--- Supplied data Enclosed Below ---

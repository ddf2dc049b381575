//! Session summary egress - writes completed sessions to file
//!
//! Summaries are written in JSONL format (one JSON object per line)
//! to the file specified in config.

use crate::domain::summary::SessionSummary;
use std::fs::OpenOptions;
use std::io::Write;
use std::path::Path;
use tracing::{debug, error, info};

/// Egress writer for session summaries
pub struct Egress {
    file_path: String,
}

impl Egress {
    pub fn new(file_path: &str) -> Self {
        info!(file_path = %file_path, "egress_initialized");
        Self { file_path: file_path.to_string() }
    }

    /// Write a summary to the egress file
    /// Returns true if successful, false otherwise
    pub fn write_summary(&self, summary: &SessionSummary) -> bool {
        let json = summary.to_json();

        match self.append_line(&json) {
            Ok(()) => {
                info!(
                    sid = %summary.sid,
                    category = %summary.category,
                    reason = %summary.reason.as_str(),
                    correct = %summary.score.correct,
                    skipped = %summary.score.skipped,
                    "summary_egressed"
                );
                true
            }
            Err(e) => {
                error!(
                    sid = %summary.sid,
                    error = %e,
                    "summary_egress_failed"
                );
                false
            }
        }
    }

    /// Append a line to the egress file
    fn append_line(&self, line: &str) -> std::io::Result<()> {
        let path = Path::new(&self.file_path);

        // Create parent directories if they don't exist
        if let Some(parent) = path.parent() {
            if !parent.exists() {
                std::fs::create_dir_all(parent)?;
            }
        }

        let mut file = OpenOptions::new().create(true).append(true).open(path)?;

        writeln!(file, "{}", line)?;
        debug!(file = %self.file_path, bytes = %line.len(), "egress_written");

        Ok(())
    }
}

#[cfg(test)]
mod tests {
    use super::*;
    use crate::domain::summary::{epoch_ms, new_uuid_v7, EndReason};
    use crate::domain::types::{ItemStatus, PlayItem, Score};
    use std::fs;
    use tempfile::tempdir;

    fn sample_summary() -> SessionSummary {
        SessionSummary {
            sid: new_uuid_v7(),
            category: "animals".to_string(),
            time_limit_secs: 60,
            reason: EndReason::Exhausted,
            score: Score { correct: 1, skipped: 1 },
            items: vec![
                PlayItem { text: "Lion".to_string(), status: ItemStatus::Correct },
                PlayItem { text: "Tiger".to_string(), status: ItemStatus::Skipped },
            ],
            started_at: epoch_ms(),
            ended_at: epoch_ms(),
        }
    }

    #[test]
    fn test_egress_new() {
        let egress = Egress::new("test.jsonl");
        assert_eq!(egress.file_path, "test.jsonl");
    }

    #[test]
    fn test_write_summary() {
        let dir = tempdir().unwrap();
        let file_path = dir.path().join("sessions.jsonl");
        let file_str = file_path.to_str().unwrap();

        let egress = Egress::new(file_str);
        let summary = sample_summary();

        assert!(egress.write_summary(&summary));

        // Verify file was created and contains valid JSON
        let content = fs::read_to_string(&file_path).unwrap();
        assert!(content.contains(&summary.sid));
        assert!(content.ends_with('\n'));

        let parsed: serde_json::Value = serde_json::from_str(content.trim()).unwrap();
        assert_eq!(parsed["sid"], summary.sid);
        assert_eq!(parsed["cat"], "animals");
        assert_eq!(parsed["out"], "exhausted");
    }

    #[test]
    fn test_append_mode() {
        let dir = tempdir().unwrap();
        let file_path = dir.path().join("sessions.jsonl");
        let file_str = file_path.to_str().unwrap();

        let egress = Egress::new(file_str);
        egress.write_summary(&sample_summary());
        egress.write_summary(&sample_summary());

        let content = fs::read_to_string(&file_path).unwrap();
        let lines: Vec<&str> = content.lines().collect();
        assert_eq!(lines.len(), 2);

        for line in lines {
            let _parsed: serde_json::Value = serde_json::from_str(line).unwrap();
        }
    }

    #[test]
    fn test_creates_parent_directories() {
        let dir = tempdir().unwrap();
        let nested_path = dir.path().join("nested").join("dir").join("sessions.jsonl");
        let file_str = nested_path.to_str().unwrap();

        let egress = Egress::new(file_str);
        assert!(egress.write_summary(&sample_summary()));
        assert!(nested_path.exists());
    }
}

--- End of Enclosed Supplied data ---

Retype the records above exactly, from their first line through the line that contains "successful, false otherwise", and stop there.

repository ddf2dc049b381575
//! Session summary egress - writes completed sessions to file
//!
//! Summaries are written in JSONL format (one JSON object per line)
//! to the file specified in config.

use crate::domain::summary::SessionSummary;
use std::fs::OpenOptions;
use std::io::Write;
use std::path::Path;
use tracing::{debug, error, info};

/// Egress writer for session summaries
pub struct Egress {
    file_path: String,
}

impl Egress {
    pub fn new(file_path: &str) -> Self {
        info!(file_path = %file_path, "egress_initialized");
        Self { file_path: file_path.to_string() }
    }

    /// Write a summary to the egress file
    /// Returns true if successful, false otherwise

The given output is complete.